→ **Instructions to follow**
In your reply, restate all of the records below word for word.

→ **Dataset entries**
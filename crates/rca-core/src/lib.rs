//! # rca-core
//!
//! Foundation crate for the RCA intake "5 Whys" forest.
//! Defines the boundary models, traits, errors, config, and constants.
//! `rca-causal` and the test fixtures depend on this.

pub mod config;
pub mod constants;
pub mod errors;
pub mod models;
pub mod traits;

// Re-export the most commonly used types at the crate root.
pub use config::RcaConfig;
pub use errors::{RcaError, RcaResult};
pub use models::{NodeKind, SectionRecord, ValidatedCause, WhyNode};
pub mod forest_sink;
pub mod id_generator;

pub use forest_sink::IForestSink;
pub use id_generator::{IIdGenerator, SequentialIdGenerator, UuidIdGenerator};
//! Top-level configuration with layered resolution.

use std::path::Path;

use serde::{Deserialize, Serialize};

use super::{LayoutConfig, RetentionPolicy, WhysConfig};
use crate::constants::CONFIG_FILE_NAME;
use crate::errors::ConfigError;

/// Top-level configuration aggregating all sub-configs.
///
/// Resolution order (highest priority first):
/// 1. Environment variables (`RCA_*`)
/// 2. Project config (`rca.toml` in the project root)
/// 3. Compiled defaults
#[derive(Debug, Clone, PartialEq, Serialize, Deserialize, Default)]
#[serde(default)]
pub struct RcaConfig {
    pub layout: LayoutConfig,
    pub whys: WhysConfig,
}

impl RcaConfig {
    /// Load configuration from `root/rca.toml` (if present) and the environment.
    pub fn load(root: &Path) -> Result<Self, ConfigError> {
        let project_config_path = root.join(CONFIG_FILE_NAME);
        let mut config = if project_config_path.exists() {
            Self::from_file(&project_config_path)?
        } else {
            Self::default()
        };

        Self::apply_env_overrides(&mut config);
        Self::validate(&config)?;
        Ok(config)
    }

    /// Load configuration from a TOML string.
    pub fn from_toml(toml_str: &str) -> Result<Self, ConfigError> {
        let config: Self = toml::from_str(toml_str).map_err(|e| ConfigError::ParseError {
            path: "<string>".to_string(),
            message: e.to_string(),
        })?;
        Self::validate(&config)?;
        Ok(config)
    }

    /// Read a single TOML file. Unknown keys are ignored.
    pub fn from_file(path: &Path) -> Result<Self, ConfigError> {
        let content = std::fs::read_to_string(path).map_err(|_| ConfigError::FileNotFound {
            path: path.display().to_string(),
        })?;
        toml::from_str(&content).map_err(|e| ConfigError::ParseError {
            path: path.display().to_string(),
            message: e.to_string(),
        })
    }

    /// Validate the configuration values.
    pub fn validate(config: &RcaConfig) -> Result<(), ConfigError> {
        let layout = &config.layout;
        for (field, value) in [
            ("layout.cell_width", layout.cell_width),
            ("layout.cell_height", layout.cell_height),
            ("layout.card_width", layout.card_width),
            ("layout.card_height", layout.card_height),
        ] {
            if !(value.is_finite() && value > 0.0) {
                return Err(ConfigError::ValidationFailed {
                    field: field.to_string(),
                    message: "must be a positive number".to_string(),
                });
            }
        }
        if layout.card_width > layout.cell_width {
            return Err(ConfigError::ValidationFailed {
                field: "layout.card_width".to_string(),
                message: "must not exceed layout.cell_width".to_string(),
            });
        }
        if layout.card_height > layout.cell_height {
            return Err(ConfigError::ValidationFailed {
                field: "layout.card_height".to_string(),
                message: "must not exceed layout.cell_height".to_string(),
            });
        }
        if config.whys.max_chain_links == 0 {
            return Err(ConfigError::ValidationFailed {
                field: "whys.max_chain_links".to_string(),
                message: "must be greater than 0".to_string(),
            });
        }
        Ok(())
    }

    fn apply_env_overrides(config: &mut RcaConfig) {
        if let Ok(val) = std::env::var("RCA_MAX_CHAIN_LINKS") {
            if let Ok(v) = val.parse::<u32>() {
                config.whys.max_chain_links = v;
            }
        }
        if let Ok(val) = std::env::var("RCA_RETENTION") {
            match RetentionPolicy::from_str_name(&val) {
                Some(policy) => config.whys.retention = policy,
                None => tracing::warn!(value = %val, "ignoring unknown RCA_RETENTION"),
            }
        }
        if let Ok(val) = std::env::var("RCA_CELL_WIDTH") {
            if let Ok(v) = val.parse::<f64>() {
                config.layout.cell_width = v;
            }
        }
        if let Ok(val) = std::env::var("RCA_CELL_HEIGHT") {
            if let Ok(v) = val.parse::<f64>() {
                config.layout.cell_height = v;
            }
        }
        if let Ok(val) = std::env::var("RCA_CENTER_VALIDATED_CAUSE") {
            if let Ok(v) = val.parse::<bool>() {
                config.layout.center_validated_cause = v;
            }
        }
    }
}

→ **Solution for this problem**
filename crates/rca-core/src/lib.rs
//! # rca-core
//!
//! Foundation crate for the RCA intake "5 Whys" forest.
//! Defines the boundary models, traits, errors, config, and constants.
//! `rca-causal` and the test fixtures depend on this.

pub mod config;
pub mod constants;
pub mod errors;
pub mod models;
pub mod traits;

// Re-export the most commonly used types at the crate root.
pub use config::RcaConfig;
pub use errors::{RcaError, RcaResult};
pub use models::{NodeKind, SectionRecord, ValidatedCause, WhyNode};
pub mod forest_sink;
pub mod id_generator;

pub use forest_sink::IForestSink;
pub use id_generator::{IIdGenerator, SequentialIdGenerator, UuidIdGenerator};
//! Top-level configuration with layered resolution.

use std::path::Path;

use serde::{Deserialize, Serialize};

use super::{LayoutConfig, RetentionPolicy, WhysConfig};
use crate::constants::CONFIG_FILE_NAME;
use crate::errors::ConfigError;

/// Top-level configuration aggregating all sub-configs.
///
/// Resolution order (highest priority first):
/// 1. Environment variables (`RCA_*`)
/// 2. Project config (`rca.toml` in the project root)
/// 3. Compiled defaults
#[derive(Debug, Clone, PartialEq, Serialize, Deserialize, Default)]
#[serde(default)]
pub struct RcaConfig {
    pub layout: LayoutConfig,
    pub whys: WhysConfig,
}

impl RcaConfig {
    /// Load configuration from `root/rca.toml` (if present) and the environment.
    pub fn load(root: &Path) -> Result<Self, ConfigError> {
        let project_config_path = root.join(CONFIG_FILE_NAME);
        let mut config = if project_config_path.exists() {
            Self::from_file(&project_config_path)?
        } else {
            Self::default()
        };

        Self::apply_env_overrides(&mut config);
        Self::validate(&config)?;
        Ok(config)
    }

    /// Load configuration from a TOML string.
    pub fn from_toml(toml_str: &str) -> Result<Self, ConfigError> {
        let config: Self = toml::from_str(toml_str).map_err(|e| ConfigError::ParseError {
            path: "<string>".to_string(),
            message: e.to_string(),
        })?;
        Self::validate(&config)?;
        Ok(config)
    }

    /// Read a single TOML file. Unknown keys are ignored.
    pub fn from_file(path: &Path) -> Result<Self, ConfigError> {
        let content = std::fs::read_to_string(path).map_err(|_| ConfigError::FileNotFound {
            path: path.display().to_string(),
        })?;
        toml::from_str(&content).map_err(|e| ConfigError::ParseError {
            path: path.display().to_string(),
            message: e.to_string(),
        })
    }

    /// Validate the configuration values.
    pub fn validate(config: &RcaConfig) -> Result<(), ConfigError> {
        let layout = &config.layout;
        for (field, value) in [
            ("layout.cell_width", layout.cell_width),
            ("layout.cell_height", layout.cell_height),
            ("layout.card_width", layout.card_width),
            ("layout.card_height", layout.card_height),
        ] {
            if !(value.is_finite() && value > 0.0) {
                return Err(ConfigError::ValidationFailed {
                    field: field.to_string(),
                    message: "must be a positive number".to_string(),
                });
            }
        }
        if layout.card_width > layout.cell_width {
            return Err(ConfigError::ValidationFailed {
                field: "layout.card_width".to_string(),
                message: "must not exceed layout.cell_width".to_string(),
            });
        }
        if layout.card_height > layout.cell_height {
            return Err(ConfigError::ValidationFailed {
                field: "layout.card_height".to_string(),
                message: "must not exceed layout.cell_height".to_string(),
            });
        }
        if config.whys.max_chain_links == 0 {
            return Err(ConfigError::ValidationFailed {
                field: "whys.max_chain_links".to_string(),
                message: "must be greater than 0".to_string(),
            });
        }
        Ok(())
    }

    fn apply_env_overrides(config: &mut RcaConfig) {
        if let Ok(val) = std::env::var("RCA_MAX_CHAIN_LINKS") {
            if let Ok(v) = val.parse::<u32>() {
                config.whys.max_chain_links = v;
            }
        }
        if let Ok(val) = std::env::var("RCA_RETENTION") {
            match RetentionPolicy::from_str_name(&val) {
                Some(policy) => config.whys.retention = policy,
                None => tracing::warn!(value = %val, "ignoring unknown RCA_RETENTION"),
            }
        }
        if let Ok(val) = std::env::var("RCA_CELL_WIDTH") {
            if let Ok(v) = val.parse::<f64>() {
                config.layout.cell_width = v;
            }
        }
        if let Ok(val) = std::env::var("RCA_CELL_HEIGHT") {
            if let Ok(v) = val.parse::<f64>() {
                config.layout.cell_height = v;
            }
        }
        if let Ok(val) = std::env::var("RCA_CENTER_VALIDATED_CAUSE") {
            if let Ok(v) = val.parse::<bool>() {
                config.layout.center_validated_cause = v;
            }
        }
    }
}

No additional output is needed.